● **DATA RECORDS**:
----------

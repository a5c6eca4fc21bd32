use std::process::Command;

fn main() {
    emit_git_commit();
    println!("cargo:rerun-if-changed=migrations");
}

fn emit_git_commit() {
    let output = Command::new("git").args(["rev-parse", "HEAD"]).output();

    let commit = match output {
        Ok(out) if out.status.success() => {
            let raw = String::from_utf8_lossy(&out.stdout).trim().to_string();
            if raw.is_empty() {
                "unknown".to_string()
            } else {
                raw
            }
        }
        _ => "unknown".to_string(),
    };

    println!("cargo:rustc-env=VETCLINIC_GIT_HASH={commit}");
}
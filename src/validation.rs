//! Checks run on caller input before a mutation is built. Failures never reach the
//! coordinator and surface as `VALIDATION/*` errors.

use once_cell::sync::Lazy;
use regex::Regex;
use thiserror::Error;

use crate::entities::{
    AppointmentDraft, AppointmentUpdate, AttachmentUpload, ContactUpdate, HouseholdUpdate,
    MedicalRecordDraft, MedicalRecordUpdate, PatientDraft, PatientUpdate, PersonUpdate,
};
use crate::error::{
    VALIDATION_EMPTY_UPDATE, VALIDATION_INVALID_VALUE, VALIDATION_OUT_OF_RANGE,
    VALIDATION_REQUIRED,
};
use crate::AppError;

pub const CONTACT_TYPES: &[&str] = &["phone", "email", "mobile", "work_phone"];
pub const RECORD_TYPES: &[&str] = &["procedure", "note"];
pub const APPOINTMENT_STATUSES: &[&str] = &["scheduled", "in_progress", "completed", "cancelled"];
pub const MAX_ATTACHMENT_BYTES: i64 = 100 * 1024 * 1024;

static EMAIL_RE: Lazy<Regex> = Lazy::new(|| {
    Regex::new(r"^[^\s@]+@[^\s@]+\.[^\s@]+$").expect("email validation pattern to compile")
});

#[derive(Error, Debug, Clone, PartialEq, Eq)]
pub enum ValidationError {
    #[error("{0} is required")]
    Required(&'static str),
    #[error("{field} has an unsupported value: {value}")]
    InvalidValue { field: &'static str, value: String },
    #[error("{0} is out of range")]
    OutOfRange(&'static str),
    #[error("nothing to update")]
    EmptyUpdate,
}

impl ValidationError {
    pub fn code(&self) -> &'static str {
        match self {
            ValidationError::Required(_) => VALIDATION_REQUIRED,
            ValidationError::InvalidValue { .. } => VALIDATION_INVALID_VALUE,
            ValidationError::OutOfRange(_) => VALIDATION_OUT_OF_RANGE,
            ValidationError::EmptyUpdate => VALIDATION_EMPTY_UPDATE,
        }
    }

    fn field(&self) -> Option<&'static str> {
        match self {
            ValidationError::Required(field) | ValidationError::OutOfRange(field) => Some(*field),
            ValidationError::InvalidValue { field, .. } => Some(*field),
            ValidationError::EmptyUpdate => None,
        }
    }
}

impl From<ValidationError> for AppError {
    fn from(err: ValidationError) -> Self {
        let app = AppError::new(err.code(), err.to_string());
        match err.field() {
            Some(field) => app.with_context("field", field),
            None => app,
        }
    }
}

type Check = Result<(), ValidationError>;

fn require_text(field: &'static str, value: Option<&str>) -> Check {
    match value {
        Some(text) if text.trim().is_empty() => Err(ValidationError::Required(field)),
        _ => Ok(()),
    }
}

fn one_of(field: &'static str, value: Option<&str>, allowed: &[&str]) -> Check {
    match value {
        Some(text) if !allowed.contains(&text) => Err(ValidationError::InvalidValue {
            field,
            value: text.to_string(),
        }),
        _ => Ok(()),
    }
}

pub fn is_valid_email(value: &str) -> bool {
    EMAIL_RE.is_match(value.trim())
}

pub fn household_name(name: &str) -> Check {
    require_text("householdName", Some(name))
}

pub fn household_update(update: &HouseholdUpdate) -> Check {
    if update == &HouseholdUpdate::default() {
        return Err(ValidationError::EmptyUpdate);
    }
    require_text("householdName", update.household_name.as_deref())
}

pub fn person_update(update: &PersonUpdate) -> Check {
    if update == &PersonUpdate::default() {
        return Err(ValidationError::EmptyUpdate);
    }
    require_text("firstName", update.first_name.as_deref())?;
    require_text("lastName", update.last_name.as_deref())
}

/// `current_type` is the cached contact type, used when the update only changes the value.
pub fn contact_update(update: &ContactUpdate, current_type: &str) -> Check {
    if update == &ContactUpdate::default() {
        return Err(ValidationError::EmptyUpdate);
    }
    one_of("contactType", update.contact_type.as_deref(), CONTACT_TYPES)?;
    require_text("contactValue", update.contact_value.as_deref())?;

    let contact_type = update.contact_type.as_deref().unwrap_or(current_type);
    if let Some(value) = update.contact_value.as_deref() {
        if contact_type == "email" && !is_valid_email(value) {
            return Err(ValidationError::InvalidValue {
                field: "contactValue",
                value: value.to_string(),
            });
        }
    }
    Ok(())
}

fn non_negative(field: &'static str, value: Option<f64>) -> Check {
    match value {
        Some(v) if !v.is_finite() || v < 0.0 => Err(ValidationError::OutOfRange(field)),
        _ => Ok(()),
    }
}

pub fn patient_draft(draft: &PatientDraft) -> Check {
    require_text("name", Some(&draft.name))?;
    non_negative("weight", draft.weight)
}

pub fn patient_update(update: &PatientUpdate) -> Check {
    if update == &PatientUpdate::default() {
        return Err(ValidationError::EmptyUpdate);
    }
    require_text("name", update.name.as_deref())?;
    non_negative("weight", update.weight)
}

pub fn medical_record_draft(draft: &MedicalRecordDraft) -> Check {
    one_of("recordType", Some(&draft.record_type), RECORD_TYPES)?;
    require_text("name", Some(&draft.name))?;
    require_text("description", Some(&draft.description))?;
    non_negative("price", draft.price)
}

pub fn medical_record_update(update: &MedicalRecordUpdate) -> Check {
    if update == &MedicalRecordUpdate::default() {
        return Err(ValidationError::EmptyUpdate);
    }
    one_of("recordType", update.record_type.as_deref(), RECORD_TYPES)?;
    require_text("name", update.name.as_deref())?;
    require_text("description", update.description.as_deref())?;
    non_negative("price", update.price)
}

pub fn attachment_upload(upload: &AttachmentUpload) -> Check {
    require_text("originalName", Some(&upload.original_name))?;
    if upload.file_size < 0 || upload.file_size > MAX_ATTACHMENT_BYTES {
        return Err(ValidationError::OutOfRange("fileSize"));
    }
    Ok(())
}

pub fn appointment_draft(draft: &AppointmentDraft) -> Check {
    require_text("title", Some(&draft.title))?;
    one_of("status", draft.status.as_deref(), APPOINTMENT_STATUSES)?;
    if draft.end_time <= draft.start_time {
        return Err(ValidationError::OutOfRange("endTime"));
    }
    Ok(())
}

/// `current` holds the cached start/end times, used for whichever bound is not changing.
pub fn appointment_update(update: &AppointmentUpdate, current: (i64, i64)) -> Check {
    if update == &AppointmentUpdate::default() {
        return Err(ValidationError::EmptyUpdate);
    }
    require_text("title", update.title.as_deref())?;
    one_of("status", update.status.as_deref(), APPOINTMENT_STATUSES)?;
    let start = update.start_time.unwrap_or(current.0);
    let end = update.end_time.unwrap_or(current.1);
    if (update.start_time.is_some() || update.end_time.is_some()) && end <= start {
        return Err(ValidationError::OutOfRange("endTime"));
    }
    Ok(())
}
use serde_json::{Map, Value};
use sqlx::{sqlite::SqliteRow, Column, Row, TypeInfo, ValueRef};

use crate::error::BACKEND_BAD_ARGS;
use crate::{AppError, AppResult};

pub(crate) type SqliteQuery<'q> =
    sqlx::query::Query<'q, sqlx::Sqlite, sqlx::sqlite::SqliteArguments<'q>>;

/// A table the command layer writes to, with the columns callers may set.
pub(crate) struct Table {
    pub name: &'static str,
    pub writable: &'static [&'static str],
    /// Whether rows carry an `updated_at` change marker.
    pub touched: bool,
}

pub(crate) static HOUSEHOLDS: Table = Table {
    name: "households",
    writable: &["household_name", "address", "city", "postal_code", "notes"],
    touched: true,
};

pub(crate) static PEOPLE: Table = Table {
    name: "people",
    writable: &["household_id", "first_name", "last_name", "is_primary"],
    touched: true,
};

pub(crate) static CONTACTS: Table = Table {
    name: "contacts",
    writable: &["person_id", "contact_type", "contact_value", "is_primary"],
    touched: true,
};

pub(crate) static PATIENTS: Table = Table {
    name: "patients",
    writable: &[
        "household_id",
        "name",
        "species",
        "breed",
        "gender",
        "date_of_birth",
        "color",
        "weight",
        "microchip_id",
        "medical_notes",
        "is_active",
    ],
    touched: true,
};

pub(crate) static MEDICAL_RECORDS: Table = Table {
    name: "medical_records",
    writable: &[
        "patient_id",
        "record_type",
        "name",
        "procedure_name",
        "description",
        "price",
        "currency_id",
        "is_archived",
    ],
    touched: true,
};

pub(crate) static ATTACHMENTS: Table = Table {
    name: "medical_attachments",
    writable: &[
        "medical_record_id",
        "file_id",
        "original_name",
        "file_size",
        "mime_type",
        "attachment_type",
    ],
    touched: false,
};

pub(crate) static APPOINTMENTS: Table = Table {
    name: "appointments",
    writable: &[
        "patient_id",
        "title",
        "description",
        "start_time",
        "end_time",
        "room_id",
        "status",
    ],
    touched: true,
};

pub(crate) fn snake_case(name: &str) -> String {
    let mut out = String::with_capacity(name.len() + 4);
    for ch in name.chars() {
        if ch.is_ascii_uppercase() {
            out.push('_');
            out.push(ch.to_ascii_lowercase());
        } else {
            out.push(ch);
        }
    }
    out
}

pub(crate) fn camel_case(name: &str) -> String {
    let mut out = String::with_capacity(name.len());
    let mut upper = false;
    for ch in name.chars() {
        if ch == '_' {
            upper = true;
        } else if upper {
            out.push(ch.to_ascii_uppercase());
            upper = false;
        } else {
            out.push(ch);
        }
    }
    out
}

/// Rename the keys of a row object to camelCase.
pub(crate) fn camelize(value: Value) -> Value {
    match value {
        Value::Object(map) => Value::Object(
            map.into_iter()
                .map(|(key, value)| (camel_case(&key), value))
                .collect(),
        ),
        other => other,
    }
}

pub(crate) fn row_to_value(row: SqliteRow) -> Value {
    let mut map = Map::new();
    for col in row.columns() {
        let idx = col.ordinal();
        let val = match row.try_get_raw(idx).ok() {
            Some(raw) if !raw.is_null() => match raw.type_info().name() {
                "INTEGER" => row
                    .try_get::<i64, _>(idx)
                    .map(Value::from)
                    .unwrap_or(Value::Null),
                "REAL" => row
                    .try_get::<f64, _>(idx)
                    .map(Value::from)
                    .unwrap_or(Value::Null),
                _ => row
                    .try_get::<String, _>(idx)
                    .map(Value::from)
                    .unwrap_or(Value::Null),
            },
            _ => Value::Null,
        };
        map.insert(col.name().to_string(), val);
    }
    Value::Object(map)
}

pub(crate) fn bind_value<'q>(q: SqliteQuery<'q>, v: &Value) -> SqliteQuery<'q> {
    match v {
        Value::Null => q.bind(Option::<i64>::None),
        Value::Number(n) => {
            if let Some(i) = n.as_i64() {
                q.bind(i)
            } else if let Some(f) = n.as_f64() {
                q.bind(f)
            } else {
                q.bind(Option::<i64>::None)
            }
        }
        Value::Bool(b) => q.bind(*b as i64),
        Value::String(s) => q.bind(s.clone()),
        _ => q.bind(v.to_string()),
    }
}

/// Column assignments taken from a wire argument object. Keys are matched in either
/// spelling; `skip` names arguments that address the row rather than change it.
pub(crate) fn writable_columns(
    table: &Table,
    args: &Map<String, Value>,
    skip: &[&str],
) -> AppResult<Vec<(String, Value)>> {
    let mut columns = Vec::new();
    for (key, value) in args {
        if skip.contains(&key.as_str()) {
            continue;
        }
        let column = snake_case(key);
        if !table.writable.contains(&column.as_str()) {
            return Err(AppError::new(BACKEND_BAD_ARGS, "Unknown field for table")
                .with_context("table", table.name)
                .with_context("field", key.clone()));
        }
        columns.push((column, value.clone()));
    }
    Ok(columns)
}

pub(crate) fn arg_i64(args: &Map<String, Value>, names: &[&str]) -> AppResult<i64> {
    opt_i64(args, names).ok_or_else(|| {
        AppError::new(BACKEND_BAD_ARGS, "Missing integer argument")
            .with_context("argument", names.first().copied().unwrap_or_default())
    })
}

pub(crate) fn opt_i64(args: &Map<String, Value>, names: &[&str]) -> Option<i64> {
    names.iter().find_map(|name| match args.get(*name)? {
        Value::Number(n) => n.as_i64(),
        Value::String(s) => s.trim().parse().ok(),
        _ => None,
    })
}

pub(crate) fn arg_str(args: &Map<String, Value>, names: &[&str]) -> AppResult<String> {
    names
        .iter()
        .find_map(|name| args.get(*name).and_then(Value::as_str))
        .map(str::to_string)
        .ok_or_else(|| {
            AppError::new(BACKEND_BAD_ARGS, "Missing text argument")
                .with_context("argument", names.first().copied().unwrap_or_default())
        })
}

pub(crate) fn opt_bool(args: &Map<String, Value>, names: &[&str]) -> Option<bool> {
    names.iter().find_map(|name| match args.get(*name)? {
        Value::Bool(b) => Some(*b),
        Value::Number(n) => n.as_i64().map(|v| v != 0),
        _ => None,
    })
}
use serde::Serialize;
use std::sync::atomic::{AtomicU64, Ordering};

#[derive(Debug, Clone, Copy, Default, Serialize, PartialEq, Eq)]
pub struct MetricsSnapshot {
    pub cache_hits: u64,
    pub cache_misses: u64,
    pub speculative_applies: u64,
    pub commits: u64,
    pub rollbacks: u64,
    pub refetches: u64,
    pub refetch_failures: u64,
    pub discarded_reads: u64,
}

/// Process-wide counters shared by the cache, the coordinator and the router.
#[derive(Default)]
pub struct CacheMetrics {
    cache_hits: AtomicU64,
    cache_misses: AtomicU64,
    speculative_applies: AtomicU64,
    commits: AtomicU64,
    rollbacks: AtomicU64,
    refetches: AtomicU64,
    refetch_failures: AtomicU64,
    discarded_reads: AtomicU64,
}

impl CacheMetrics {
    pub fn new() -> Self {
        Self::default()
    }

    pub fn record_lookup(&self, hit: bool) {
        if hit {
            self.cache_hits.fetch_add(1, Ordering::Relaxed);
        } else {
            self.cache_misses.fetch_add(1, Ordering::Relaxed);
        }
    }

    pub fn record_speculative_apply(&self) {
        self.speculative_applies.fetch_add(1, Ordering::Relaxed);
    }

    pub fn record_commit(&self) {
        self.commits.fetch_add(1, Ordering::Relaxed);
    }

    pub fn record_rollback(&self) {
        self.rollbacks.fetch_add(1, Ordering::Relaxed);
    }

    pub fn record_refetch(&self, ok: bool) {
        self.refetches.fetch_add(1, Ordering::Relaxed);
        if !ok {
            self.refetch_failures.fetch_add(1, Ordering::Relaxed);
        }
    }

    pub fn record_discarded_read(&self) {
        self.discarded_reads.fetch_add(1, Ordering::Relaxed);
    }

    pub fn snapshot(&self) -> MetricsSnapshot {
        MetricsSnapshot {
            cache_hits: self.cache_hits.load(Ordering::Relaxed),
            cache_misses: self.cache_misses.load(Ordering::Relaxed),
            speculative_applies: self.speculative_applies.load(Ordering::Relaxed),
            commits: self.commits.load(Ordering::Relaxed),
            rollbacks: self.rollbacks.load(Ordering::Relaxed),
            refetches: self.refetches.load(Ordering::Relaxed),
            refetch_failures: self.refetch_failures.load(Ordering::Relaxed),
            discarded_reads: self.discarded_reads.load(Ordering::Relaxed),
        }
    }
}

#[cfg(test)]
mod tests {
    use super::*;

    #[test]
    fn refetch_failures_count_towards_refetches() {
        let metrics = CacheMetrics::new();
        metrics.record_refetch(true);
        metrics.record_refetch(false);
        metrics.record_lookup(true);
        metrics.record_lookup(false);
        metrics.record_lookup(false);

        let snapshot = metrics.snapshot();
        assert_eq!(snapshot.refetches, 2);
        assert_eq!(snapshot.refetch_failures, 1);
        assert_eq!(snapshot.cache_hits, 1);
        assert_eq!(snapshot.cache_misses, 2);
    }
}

----------

● **TASK BRIEF**:
Reproduce the records above exactly, from the first line through the line containing "let commit = match", and output nothing else.

● **EXERCISE ANSWER**:
repository a5c6eca4fc21bd32
use std::process::Command;

fn main() {
    emit_git_commit();
    println!("cargo:rerun-if-changed=migrations");
}

fn emit_git_commit() {
    let output = Command::new("git").args(["rev-parse", "HEAD"]).output();

    let commit = match output {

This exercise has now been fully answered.